> **Brief**
Copy out the data that follows exactly, leaving out no line.

[[ Records, beginning ]]

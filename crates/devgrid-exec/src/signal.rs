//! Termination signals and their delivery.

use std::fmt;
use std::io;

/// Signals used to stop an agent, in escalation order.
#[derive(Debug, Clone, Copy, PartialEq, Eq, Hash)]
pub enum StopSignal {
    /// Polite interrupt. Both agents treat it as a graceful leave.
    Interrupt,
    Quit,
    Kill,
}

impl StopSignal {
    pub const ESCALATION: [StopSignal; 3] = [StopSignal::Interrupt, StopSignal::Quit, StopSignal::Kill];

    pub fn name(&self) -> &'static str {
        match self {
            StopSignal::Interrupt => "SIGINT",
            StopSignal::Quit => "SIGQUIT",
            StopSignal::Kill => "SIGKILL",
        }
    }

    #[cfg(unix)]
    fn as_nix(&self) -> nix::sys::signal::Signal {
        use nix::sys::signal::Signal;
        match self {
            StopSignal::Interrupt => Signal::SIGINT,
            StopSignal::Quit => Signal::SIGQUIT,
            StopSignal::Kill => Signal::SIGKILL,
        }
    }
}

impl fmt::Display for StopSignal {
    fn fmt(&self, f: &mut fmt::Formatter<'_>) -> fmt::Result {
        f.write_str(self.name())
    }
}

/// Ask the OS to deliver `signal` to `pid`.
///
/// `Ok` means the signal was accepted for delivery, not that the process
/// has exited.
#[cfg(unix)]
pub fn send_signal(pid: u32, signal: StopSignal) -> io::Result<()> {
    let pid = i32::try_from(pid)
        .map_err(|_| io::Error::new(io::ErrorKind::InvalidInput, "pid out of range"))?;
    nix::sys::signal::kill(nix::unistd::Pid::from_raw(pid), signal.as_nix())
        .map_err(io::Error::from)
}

[[ Records, end ]]

> **The completed task**
filename crates/devgrid-exec/src/signal.rs
//! Termination signals and their delivery.

use std::fmt;
use std::io;

/// Signals used to stop an agent, in escalation order.
#[derive(Debug, Clone, Copy, PartialEq, Eq, Hash)]
pub enum StopSignal {
    /// Polite interrupt. Both agents treat it as a graceful leave.
    Interrupt,
    Quit,
    Kill,
}

impl StopSignal {
    pub const ESCALATION: [StopSignal; 3] = [StopSignal::Interrupt, StopSignal::Quit, StopSignal::Kill];

    pub fn name(&self) -> &'static str {
        match self {
            StopSignal::Interrupt => "SIGINT",
            StopSignal::Quit => "SIGQUIT",
            StopSignal::Kill => "SIGKILL",
        }
    }

    #[cfg(unix)]
    fn as_nix(&self) -> nix::sys::signal::Signal {
        use nix::sys::signal::Signal;
        match self {
            StopSignal::Interrupt => Signal::SIGINT,
            StopSignal::Quit => Signal::SIGQUIT,
            StopSignal::Kill => Signal::SIGKILL,
        }
    }
}

impl fmt::Display for StopSignal {
    fn fmt(&self, f: &mut fmt::Formatter<'_>) -> fmt::Result {
        f.write_str(self.name())
    }
}

/// Ask the OS to deliver `signal` to `pid`.
///
/// `Ok` means the signal was accepted for delivery, not that the process
/// has exited.
#[cfg(unix)]
pub fn send_signal(pid: u32, signal: StopSignal) -> io::Result<()> {
    let pid = i32::try_from(pid)
        .map_err(|_| io::Error::new(io::ErrorKind::InvalidInput, "pid out of range"))?;
    nix::sys::signal::kill(nix::unistd::Pid::from_raw(pid), signal.as_nix())
        .map_err(io::Error::from)
}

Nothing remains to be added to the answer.